# Data Analysis: Wikimedia Article Quality Data

This notebook takes the final output from `data_wrangling_merge_csvs.ipynb` and performs required analyses on this file, outputting results in tabular format.

# First Step: Read in Files

The following packages are required for this notebook:

In [24]:
import pandas as pd
from IPython.display import display

Now we read in the file. We also read in the base population by country file for accurate counts of regional populations in analyses five and six.

In [68]:
wp_politicians_by_country = pd.read_csv("../../data/final/wp_politicians_by_country.csv")
population_by_country = pd.read_csv("../../data/intermediate/population_by_country_AUG.2024.csv")

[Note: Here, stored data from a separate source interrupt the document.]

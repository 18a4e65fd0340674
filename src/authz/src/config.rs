//! Authority configuration loading and validation

use anyhow::{Context, Result};
use serde::{Deserialize, Serialize};
use std::path::{Path, PathBuf};

use crate::error::{AuthzError, Result as AuthzResult};
use crate::store::Format;
use crate::tree::PermissionTree;
use crate::types::IdNamespace;

/// Environment variable overriding [`AuthorityConfig::data_file`]
pub const ENV_DATA_FILE: &str = "ARBITER_DATA_FILE";
/// Environment variable overriding [`AuthorityConfig::id_namespace`]
pub const ENV_ID_NAMESPACE: &str = "ARBITER_ID_NAMESPACE";
/// Environment variable overriding [`AuthorityConfig::max_id_length`]
pub const ENV_MAX_ID_LENGTH: &str = "ARBITER_MAX_ID_LENGTH";

/// Authority configuration
///
/// ```toml
/// id_namespace = "shared"
/// data_file = "state.json"
/// max_id_length = 64
/// nodes = ["towny.*", "towny.chat.*", "towny.chat.town"]
/// ```
#[derive(Debug, Clone, PartialEq, Eq, Deserialize, Serialize)]
pub struct AuthorityConfig {
    #[serde(default)]
    pub id_namespace: IdNamespace,

    /// Default path for `save_file`/`load_file`
    #[serde(default)]
    pub data_file: Option<PathBuf>,

    /// Upper bound on the textual length of an entity ID
    #[serde(default)]
    pub max_id_length: Option<usize>,

    /// Permission nodes registered at construction, parents first
    #[serde(default)]
    pub nodes: Vec<String>,

    /// Pretty-print JSON dumps
    #[serde(default = "default_true")]
    pub pretty: bool,
}

fn default_true() -> bool { true }

impl Default for AuthorityConfig {
    fn default() -> Self {
        Self {
            id_namespace: IdNamespace::default(),
            data_file: None,
            max_id_length: None,
            nodes: Vec::new(),
            pretty: default_true(),
        }
    }
}

impl AuthorityConfig {
    /// Load configuration from TOML file
    pub fn load<P: AsRef<Path>>(path: P) -> Result<Self> {
        let contents = std::fs::read_to_string(path.as_ref())
            .with_context(|| format!("Failed to read configuration file {}", path.as_ref().display()))?;

        let config: AuthorityConfig = toml::from_str(&contents)
            .context("Failed to parse configuration file")?;

        Ok(config)
    }

    /// Validate configuration
    pub fn validate(&self) -> Result<()> {
        self.validate_settings()
            .context("Invalid authority settings")?;

        PermissionTree::with_nodes(&self.nodes).context("Invalid permission node list")?;

        Ok(())
    }

    /// Checks the ID limit and the data file extension
    ///
    /// The node list is left to registration, which reports its own errors.
    pub fn validate_settings(&self) -> AuthzResult<()> {
        if self.max_id_length == Some(0) {
            return Err(AuthzError::InvalidConfig(
                "max_id_length must be greater than zero".to_string(),
            ));
        }

        if let Some(path) = &self.data_file {
            Format::from_path(path)?;
        }

        Ok(())
    }

    /// Apply `ARBITER_*` environment overrides
    pub fn apply_env(&mut self) -> Result<()> {
        self.apply_overrides(|key| std::env::var(key).ok())
    }

    /// Apply overrides from an arbitrary key lookup
    pub fn apply_overrides<F>(&mut self, lookup: F) -> Result<()>
    where
        F: Fn(&str) -> Option<String>,
    {
        if let Some(path) = lookup(ENV_DATA_FILE) {
            self.data_file = Some(PathBuf::from(path));
        }

        if let Some(namespace) = lookup(ENV_ID_NAMESPACE) {
            self.id_namespace = namespace
                .parse::<IdNamespace>()
                .map_err(anyhow::Error::msg)
                .with_context(|| format!("Invalid {}", ENV_ID_NAMESPACE))?;
        }

        if let Some(limit) = lookup(ENV_MAX_ID_LENGTH) {
            let limit: usize = limit
                .parse()
                .with_context(|| format!("Invalid {}", ENV_MAX_ID_LENGTH))?;
            self.max_id_length = Some(limit);
        }

        Ok(())
    }
}
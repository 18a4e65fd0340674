//! Error types for the authorization engine

use crate::types::{EntityId, EntityKind};
use thiserror::Error;

/// Broad category of an [`AuthzError`]
///
/// Lets callers react to a class of failure without matching every variant.
#[derive(Debug, Clone, Copy, PartialEq, Eq, Hash)]
pub enum ErrorKind {
    /// Permission tree registration or lookup failed
    Structural,
    /// Payload supplied where none is allowed, or missing where required
    Payload,
    /// Unknown or colliding entity identifier
    Identity,
    /// Mutation would break acyclicity of the role graph
    GraphIntegrity,
    /// Serialization, file or configuration adapter failure
    Adapter,
}

/// Authorization engine errors
#[derive(Debug, Error)]
pub enum AuthzError {
    /// Node was registered before
    #[error("Permission node `{node}` has been registered before")]
    DuplicateNode { node: String },

    /// A nested node was registered before its wildcard parent
    #[error("Permission node `{node}` requires the parent node `{parent}` to be registered first")]
    MissingParent { node: String, parent: String },

    /// The resolved parent is a leaf and cannot carry children
    #[error("Permission node `{node}` cannot be nested under the leaf node `{parent}`")]
    InvalidParent { node: String, parent: String },

    /// Malformed node string
    #[error("Invalid permission node `{node}`: {reason}")]
    InvalidNode { node: String, reason: String },

    /// Node was never registered
    #[error("Unknown permission node `{node}`")]
    UnknownPermission { node: String },

    /// Payload node used without a payload
    #[error("Permission node `{node}` requires a payload")]
    MissingPayload { node: String },

    /// Payload given for a node that takes none
    #[error("Permission node `{node}` does not take a payload, got `{payload}`")]
    UnusedPayload { node: String, payload: String },

    /// Entity ID already in use
    #[error("{kind} ID `{id}` is already in use")]
    EntityIdCollision { kind: EntityKind, id: EntityId },

    /// Entity ID does not exist
    #[error("Unknown {kind} ID `{id}`")]
    UnknownEntity { kind: EntityKind, id: EntityId },

    /// Entity ID could not be parsed or violates configured limits
    #[error("Invalid entity ID `{id}`: {reason}")]
    InvalidEntityId { id: String, reason: String },

    /// Inheritance edge rejected because it would close a cycle
    #[error("Cyclic dependencies detected between roles `{parent}` and `{child}`: {path}")]
    RoleCycle {
        parent: EntityId,
        child: EntityId,
        path: String,
    },

    /// Topological traversal revisited a role that was still in progress
    #[error("Circular dependency detected: {0}")]
    CycleDetected(String),

    /// JSON (de)serialization error
    #[error("JSON error: {0}")]
    Json(#[from] serde_json::Error),

    /// YAML (de)serialization error
    #[error("YAML error: {0}")]
    Yaml(#[from] serde_yaml::Error),

    /// I/O error
    #[error("I/O error: {0}")]
    Io(#[from] std::io::Error),

    /// File extension not recognised by the serialization adapter
    #[error("Unknown file extension `{0}`, possible extensions are: `json`, `yaml`, `yml`")]
    UnsupportedFormat(String),

    /// No file path given and none configured
    #[error("No file path has been specified")]
    MissingPath,

    /// Configuration value out of range
    #[error("Invalid configuration: {0}")]
    InvalidConfig(String),

    /// Serialized state references something it never defines
    #[error("Invalid data: {0}")]
    InvalidData(String),
}

impl AuthzError {
    /// Category of this error
    pub fn kind(&self) -> ErrorKind {
        match self {
            Self::DuplicateNode { .. }
            | Self::MissingParent { .. }
            | Self::InvalidParent { .. }
            | Self::InvalidNode { .. }
            | Self::UnknownPermission { .. } => ErrorKind::Structural,
            Self::MissingPayload { .. } | Self::UnusedPayload { .. } => ErrorKind::Payload,
            Self::EntityIdCollision { .. }
            | Self::UnknownEntity { .. }
            | Self::InvalidEntityId { .. } => ErrorKind::Identity,
            Self::RoleCycle { .. } | Self::CycleDetected(_) => ErrorKind::GraphIntegrity,
            Self::Json(_)
            | Self::Yaml(_)
            | Self::Io(_)
            | Self::UnsupportedFormat(_)
            | Self::MissingPath
            | Self::InvalidConfig(_)
            | Self::InvalidData(_) => ErrorKind::Adapter,
        }
    }

    pub(crate) fn unknown_subject(id: &EntityId) -> Self {
        Self::UnknownEntity {
            kind: EntityKind::Subject,
            id: id.clone(),
        }
    }

    pub(crate) fn unknown_role(id: &EntityId) -> Self {
        Self::UnknownEntity {
            kind: EntityKind::Role,
            id: id.clone(),
        }
    }
}

/// Result type for authorization operations
pub type Result<T> = std::result::Result<T, AuthzError>;
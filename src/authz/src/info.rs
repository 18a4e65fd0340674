//! Info export for subjects and roles
//!
//! Collects an entity's own grants, its direct links, every ancestor role
//! and a flattened permission tree of everything it can use. Ancestors are
//! visited in topological order, so the export also re-checks that the
//! role graph is acyclic.

use std::collections::BTreeMap;

use serde::{Deserialize, Serialize};

use crate::error::Result;
use crate::graph::{EntityGraph, Permissionable};
use crate::permission_map::PermissionMap;
use crate::tree::{Permission, PermissionTree};
use crate::types::EntityId;

/// One branch of the flattened permission tree
#[derive(Debug, Clone, PartialEq, Eq, Serialize, Deserialize)]
#[serde(untagged)]
pub enum TreeBranch {
    /// Plain leaf, exported as `null`
    Leaf,
    /// Payload leaf with the granted payloads
    Payloads(Vec<String>),
    /// Wildcard expanded to every node below it
    Subtree(BTreeMap<String, TreeBranch>),
}

/// Node id to branch
pub type PermissionTreeInfo = BTreeMap<String, TreeBranch>;

/// Grants and parents of an ancestor role
#[derive(Debug, Clone, PartialEq, Eq, Serialize, Deserialize)]
pub struct RoleEntry {
    pub permission_nodes: Vec<String>,
    pub parents: Vec<EntityId>,
}

#[derive(Debug, Clone, PartialEq, Eq, Serialize, Deserialize)]
pub struct SubjectEntry {
    pub entity_id: EntityId,
    pub permission_nodes: Vec<String>,
    pub roles: Vec<EntityId>,
}

#[derive(Debug, Clone, PartialEq, Eq, Serialize, Deserialize)]
pub struct RoleSelfEntry {
    pub entity_id: EntityId,
    pub permission_nodes: Vec<String>,
    pub parents: Vec<EntityId>,
}

/// Everything a subject can use and where it comes from
#[derive(Debug, Clone, PartialEq, Eq, Serialize, Deserialize)]
pub struct SubjectInfo {
    pub subject: SubjectEntry,
    pub roles: BTreeMap<EntityId, RoleEntry>,
    pub permission_tree: PermissionTreeInfo,
}

/// Everything a role can use and where it comes from
#[derive(Debug, Clone, PartialEq, Eq, Serialize, Deserialize)]
pub struct RoleInfo {
    pub role: RoleSelfEntry,
    pub roles: BTreeMap<EntityId, RoleEntry>,
    pub permission_tree: PermissionTreeInfo,
}

/// Builds [`SubjectInfo`] and [`RoleInfo`] from a tree and a graph
pub struct InfoBuilder<'a> {
    tree: &'a PermissionTree,
    graph: &'a EntityGraph,
}

impl<'a> InfoBuilder<'a> {
    pub fn new(tree: &'a PermissionTree, graph: &'a EntityGraph) -> Self {
        Self { tree, graph }
    }

    /// Info for a subject
    ///
    /// `roles` holds the subject's direct roles and all their ancestors.
    ///
    /// # Errors
    ///
    /// - [`crate::AuthzError::UnknownEntity`] if the subject does not exist
    /// - [`crate::AuthzError::CycleDetected`] if the role graph is corrupt
    pub fn subject_info(&self, sid: &EntityId) -> Result<SubjectInfo> {
        let subject = self.graph.subject(sid)?;
        let order = self
            .graph
            .cycle_detector()
            .topological_order(subject.role_ids().iter())?;

        let mut permission_tree = PermissionTreeInfo::new();
        self.populate(&mut permission_tree, subject.permission_map());
        let roles = self.collect_roles(&order, &mut permission_tree)?;

        Ok(SubjectInfo {
            subject: SubjectEntry {
                entity_id: sid.clone(),
                permission_nodes: subject.permission_map().serialize(self.tree),
                roles: subject.role_ids().iter().cloned().collect(),
            },
            roles,
            permission_tree,
        })
    }

    /// Info for a role
    ///
    /// `roles` holds the role's ancestors but not the role itself.
    pub fn role_info(&self, rid: &EntityId) -> Result<RoleInfo> {
        let role = self.graph.role(rid)?;
        let order = self
            .graph
            .cycle_detector()
            .topological_order(role.parent_ids().iter())?;

        let mut permission_tree = PermissionTreeInfo::new();
        self.populate(&mut permission_tree, role.permission_map());
        let roles = self.collect_roles(&order, &mut permission_tree)?;

        Ok(RoleInfo {
            role: RoleSelfEntry {
                entity_id: rid.clone(),
                permission_nodes: role.permission_map().serialize(self.tree),
                parents: role.parent_ids().iter().cloned().collect(),
            },
            roles,
            permission_tree,
        })
    }

    fn collect_roles(
        &self,
        order: &[EntityId],
        permission_tree: &mut PermissionTreeInfo,
    ) -> Result<BTreeMap<EntityId, RoleEntry>> {
        let mut roles = BTreeMap::new();
        for rid in order {
            let role = self.graph.role(rid)?;
            self.populate(permission_tree, role.permission_map());
            roles.insert(
                rid.clone(),
                RoleEntry {
                    permission_nodes: role.permission_map().serialize(self.tree),
                    parents: role.parent_ids().iter().cloned().collect(),
                },
            );
        }
        Ok(roles)
    }

    fn populate(&self, permission_tree: &mut PermissionTreeInfo, map: &PermissionMap) {
        for (permission, payloads) in map.iter() {
            let node = self.tree.node(permission);
            let key = node.id().to_string();

            match permission_tree.get_mut(&key) {
                // another grantor already added this node; only payloads merge
                Some(TreeBranch::Payloads(existing)) => {
                    for payload in payloads {
                        if !existing.contains(payload) {
                            existing.push(payload.clone());
                        }
                    }
                    existing.sort();
                }
                Some(_) => {}
                None => {
                    let branch = if node.has_payload() {
                        TreeBranch::Payloads(payloads.iter().cloned().collect())
                    } else {
                        self.subtree(permission)
                    };
                    permission_tree.insert(key, branch);
                }
            }
        }
    }

    fn subtree(&self, permission: Permission) -> TreeBranch {
        let node = self.tree.node(permission);
        if node.is_leaf() {
            return if node.has_payload() {
                TreeBranch::Payloads(Vec::new())
            } else {
                TreeBranch::Leaf
            };
        }

        TreeBranch::Subtree(
            node.children()
                .map(|child| (self.tree.node(child).id().to_string(), self.subtree(child)))
                .collect(),
        )
    }
}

# ANALYSIS 1: Top 10 Countries By Coverage

First we group by country and find the total article count to identify coverage. Note that the population is 0 for some countries, which will cause faulty per capita calculation.

In [40]:
#group by country and find number of articles
article_coverage_df = wp_politicians_by_country.groupby('country').agg(article_count = ('country', 'size'),
                                                                       population = ('population', 'mean'),
                                                                       region = ('region', 'first')).reset_index()
#Per Capital Metrics
article_coverage_df["Article Count Per Million People"] = article_coverage_df['article_count'] / article_coverage_df['population']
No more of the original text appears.